== Segment start ==

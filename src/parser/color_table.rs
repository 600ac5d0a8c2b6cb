use std::fmt;

/// A global or local palette.
#[derive(Clone, Default, PartialEq, Eq)]
pub struct ColorTable(Box<[[u8; 3]]>);

impl ColorTable {
    pub fn from_rgb_bytes(bytes: &[u8]) -> Self {
        Self(
            bytes
                .chunks_exact(3)
                .map(|rgb| [rgb[0], rgb[1], rgb[2]])
                .collect(),
        )
    }

    /// Byte length of a table whose packed size field is `exponent`.
    pub(crate) fn byte_len(exponent: u8) -> usize {
        3 * (1 << ((exponent & 0b111) + 1))
    }

    /// Indices the table doesn't cover resolve to black.
    pub fn resolve(&self, index: u8) -> [u8; 3] {
        self.0.get(index as usize).copied().unwrap_or_default()
    }

    pub fn len(&self) -> usize {
        self.0.len()
    }

    pub fn is_empty(&self) -> bool {
        self.0.is_empty()
    }

    pub fn colors(&self) -> &[[u8; 3]] {
        &self.0
    }
}

impl fmt::Debug for ColorTable {
    fn fmt(&self, f: &mut fmt::Formatter<'_>) -> fmt::Result {
        write!(f, "ColorTable({} colors)", self.0.len())
    }
}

== Segment end ==

◆ THE TASK: Answer with the number alone after tallying the lines of the entries above that contain the word "colors".

◆ OUTPUT BELOW: 2